Het enkele feit dat er bij de gezinsleden van de gezinshereniger minderjarige kinderen zijn of het feit dat die laatsten hun verblijfstitel hebben verloren ten gevolge van omstandigheden die eigen zijn aan de gezinshereniger, zoals het feit dat deze laatste een strafbaar feit heeft gepleegd, volstaan niet om de verlening van een autonome verblijfstitel op grond van ‘buitengewoon moeilijke omstandigheden’ te rechtvaardigen.
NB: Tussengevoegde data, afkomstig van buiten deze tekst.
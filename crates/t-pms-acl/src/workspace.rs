//! ---
//! pms_section: "02-access-control"
//! pms_subsection: "module"
//! pms_type: "source"
//! pms_scope: "code"
//! pms_description: "Membership model, ACL services, and permission gate."
//! pms_version: "v0.0.0-prealpha"
//! pms_owner: "tbd"
//! ---
use std::sync::Arc;

use tracing::{debug, warn};

use crate::audit::SharedAuditLog;
use crate::metrics::AclMetrics;
use crate::model::{NewWorkspace, Workspace, WorkspaceMember};
use crate::role::{policy, Role};
use crate::store::{MembershipStore, StoreError};
use crate::{AclError, Result};

/// Membership lifecycle and invariant enforcement at workspace scope.
///
/// The service is stateless; all state lives in the [`MembershipStore`].
/// Every failure is raised to the caller; there is no retry and no local
/// recovery.
#[derive(Clone)]
pub struct WorkspaceAcl {
    store: Arc<dyn MembershipStore>,
    metrics: Option<AclMetrics>,
    audit: Option<SharedAuditLog>,
}

impl WorkspaceAcl {
    /// Create a service over the given store.
    pub fn new(store: Arc<dyn MembershipStore>) -> Self {
        Self {
            store,
            metrics: None,
            audit: None,
        }
    }

    /// Attach Prometheus counters.
    #[must_use]
    pub fn with_metrics(mut self, metrics: AclMetrics) -> Self {
        self.metrics = Some(metrics);
        self
    }

    /// Attach a shared membership audit log.
    #[must_use]
    pub fn with_audit(mut self, audit: SharedAuditLog) -> Self {
        self.audit = Some(audit);
        self
    }

    /// Create a workspace; the creator becomes its first Owner atomically.
    pub fn create_workspace(
        &self,
        attrs: NewWorkspace,
        creator_id: &str,
    ) -> Result<Workspace> {
        let (workspace, _member) = match self.store.create_workspace_with_owner(attrs, creator_id)
        {
            Ok(created) => created,
            Err(StoreError::UnknownUser) => return Err(AclError::NotFound("user")),
            Err(err) => return Err(err.into()),
        };
        self.record(
            creator_id,
            "workspace.create",
            serde_json::json!({"workspace": workspace.id}),
        );
        debug!(workspace = %workspace.id, creator = %creator_id, "workspace created");
        Ok(workspace)
    }

    /// Invite a user by email. Requires the inviter to hold Owner or Admin.
    /// `role` defaults to [`Role::Member`].
    pub fn invite_user(
        &self,
        workspace_id: &str,
        inviter_id: &str,
        email: &str,
        role: Option<Role>,
    ) -> Result<WorkspaceMember> {
        self.check_permission(workspace_id, inviter_id, policy::MANAGE_MEMBERS)?;
        let user = self
            .store
            .user_by_email(email)?
            .ok_or(AclError::NotFound("user"))?;
        let role = role.unwrap_or(Role::Member);
        let member = match self.store.insert_workspace_member(workspace_id, &user.id, role) {
            Ok(member) => member,
            Err(StoreError::DuplicateMember) => return Err(AclError::Conflict),
            Err(StoreError::UnknownWorkspace) => return Err(AclError::NotFound("workspace")),
            Err(StoreError::UnknownUser) => return Err(AclError::NotFound("user")),
            Err(err) => return Err(err.into()),
        };
        self.record(
            inviter_id,
            "workspace.member.invite",
            serde_json::json!({"workspace": workspace_id, "target": user.id, "role": role}),
        );
        debug!(workspace = %workspace_id, inviter = %inviter_id, target = %member.user_id, role = %role, "member invited");
        Ok(member)
    }

    /// Change a member's role. Requires Owner or Admin; demoting the sole
    /// Owner is rejected atomically by the store guard.
    pub fn update_member_role(
        &self,
        workspace_id: &str,
        actor_id: &str,
        target_id: &str,
        new_role: Role,
    ) -> Result<WorkspaceMember> {
        self.check_permission(workspace_id, actor_id, policy::MANAGE_MEMBERS)?;
        let member = match self.store.update_workspace_member_role_guarded(
            workspace_id,
            target_id,
            new_role,
        ) {
            Ok(member) => member,
            Err(StoreError::LastOwner) => {
                if let Some(metrics) = &self.metrics {
                    metrics.inc_invariant_rejection();
                }
                warn!(workspace = %workspace_id, target = %target_id, "role change rejected: last owner");
                return Err(AclError::InvariantViolation(
                    "cannot change the role of the last owner",
                ));
            }
            Err(StoreError::UnknownMember) => return Err(AclError::NotFound("membership")),
            Err(err) => return Err(err.into()),
        };
        self.record(
            actor_id,
            "workspace.member.update_role",
            serde_json::json!({"workspace": workspace_id, "target": target_id, "role": new_role}),
        );
        debug!(workspace = %workspace_id, actor = %actor_id, target = %target_id, role = %new_role, "member role updated");
        Ok(member)
    }

    /// Remove a member. Self-removal is always permitted; removing another
    /// user requires Owner or Admin. Removing the sole Owner is rejected.
    pub fn remove_member(
        &self,
        workspace_id: &str,
        actor_id: &str,
        target_id: &str,
    ) -> Result<()> {
        if actor_id != target_id {
            self.check_permission(workspace_id, actor_id, policy::MANAGE_MEMBERS)?;
        }
        match self.store.remove_workspace_member_guarded(workspace_id, target_id) {
            Ok(()) => {}
            Err(StoreError::LastOwner) => {
                if let Some(metrics) = &self.metrics {
                    metrics.inc_invariant_rejection();
                }
                warn!(workspace = %workspace_id, target = %target_id, "removal rejected: last owner");
                return Err(AclError::InvariantViolation("cannot remove the last owner"));
            }
            Err(StoreError::UnknownMember) => return Err(AclError::NotFound("membership")),
            Err(err) => return Err(err.into()),
        }
        self.record(
            actor_id,
            "workspace.member.remove",
            serde_json::json!({"workspace": workspace_id, "target": target_id}),
        );
        debug!(workspace = %workspace_id, actor = %actor_id, target = %target_id, "member removed");
        Ok(())
    }

    /// Delete the workspace itself. Owner only; cascades memberships and
    /// the workspace's projects.
    pub fn delete_workspace(&self, workspace_id: &str, actor_id: &str) -> Result<()> {
        self.check_permission(workspace_id, actor_id, policy::DELETE_RESOURCE)?;
        match self.store.delete_workspace(workspace_id) {
            Ok(()) => {}
            Err(StoreError::UnknownWorkspace) => return Err(AclError::NotFound("workspace")),
            Err(err) => return Err(err.into()),
        }
        self.record(
            actor_id,
            "workspace.delete",
            serde_json::json!({"workspace": workspace_id}),
        );
        debug!(workspace = %workspace_id, actor = %actor_id, "workspace deleted");
        Ok(())
    }

    /// Gate and fetch in one query: fails with [`AclError::NotAMember`] when
    /// no membership row exists and [`AclError::Forbidden`] when the role is
    /// outside the allow-list; otherwise returns the membership.
    pub fn check_permission(
        &self,
        workspace_id: &str,
        user_id: &str,
        allowed_roles: &[Role],
    ) -> Result<WorkspaceMember> {
        if let Some(metrics) = &self.metrics {
            metrics.inc_check();
        }
        let Some(member) = self.store.workspace_member(workspace_id, user_id)? else {
            if let Some(metrics) = &self.metrics {
                metrics.inc_denial();
            }
            return Err(AclError::NotAMember("workspace"));
        };
        if !allowed_roles.contains(&member.role) {
            if let Some(metrics) = &self.metrics {
                metrics.inc_denial();
            }
            return Err(AclError::Forbidden);
        }
        Ok(member)
    }

    /// True iff a membership row exists, regardless of role.
    pub fn check_access(&self, workspace_id: &str, user_id: &str) -> Result<bool> {
        if let Some(metrics) = &self.metrics {
            metrics.inc_check();
        }
        Ok(self.store.workspace_member(workspace_id, user_id)?.is_some())
    }

    /// List the workspace's members.
    pub fn members(&self, workspace_id: &str) -> Result<Vec<WorkspaceMember>> {
        match self.store.workspace_members(workspace_id) {
            Ok(members) => Ok(members),
            Err(StoreError::UnknownWorkspace) => Err(AclError::NotFound("workspace")),
            Err(err) => Err(err.into()),
        }
    }

    // Audit failures must not fail the mutation that already committed;
    // they are surfaced in the log instead.
    fn record(&self, actor: &str, action: &str, metadata: serde_json::Value) {
        if let Some(metrics) = &self.metrics {
            metrics.inc_mutation();
        }
        if let Some(audit) = &self.audit {
            if let Err(err) = audit.lock().append(actor, action, metadata) {
                warn!(action = %action, error = %err, "failed appending audit entry");
            }
        }
    }
}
Deze omstandigheden kunnen wel, samen met andere omstandigheden die verband houden met het gezinsleven van de betrokken personen, mede rechtvaardigen dat een autonome verblijfstitel wordt verleend krachtens artikel 15, lid 3, tweede volzin, van de EU-Gezinsherenigingsrichtlijn.

Verder oordeelt het EU-Hof dat een besluit tot weigering van verlenging van een verblijfstitel die is verleend aan gezinsleden van een gezinshereniger slechts kan worden genomen na een individueel onderzoek waarbij rekening wordt gehouden met alle relevante elementen betreffende de situatie van die gezinsleden, en met name met de omstandigheden aan de hand waarvan de bevoegde nationale autoriteit kan beoordelen of er wat hen betreft gegronde redenen zijn om een autonome verblijfstitel te verlenen wegens ‘buitengewoon moeilijke omstandigheden’ in de zin van artikel 15, lid 3, tweede volzin, van de EU-Gezinsherenigingsrichtlijn.

De bevoegde nationale autoriteit moet die gezinsleden ook horen voordat ze een dergelijk besluit neemt. Een kind hoeft niet noodzakelijkerwijs te worden gehoord, maar er moeten wel procedures en wettelijke voorwaarden aanwezig zijn om het kind in staat te stellen vrijelijk zijn mening te geven, alsook dat van deze mening kennis wordt genomen. Wanneer het besluit tot weigering van verlenging van een verblijfstitel een minderjarig kind betreft, staat het volgens het EU-Hof daarom aan de lidstaten om alle passende maatregelen te nemen om dat kind een daadwerkelijke en effectieve mogelijkheid te bieden om te worden gehoord, in overeenstemming met zijn leeftijd of rijpheid.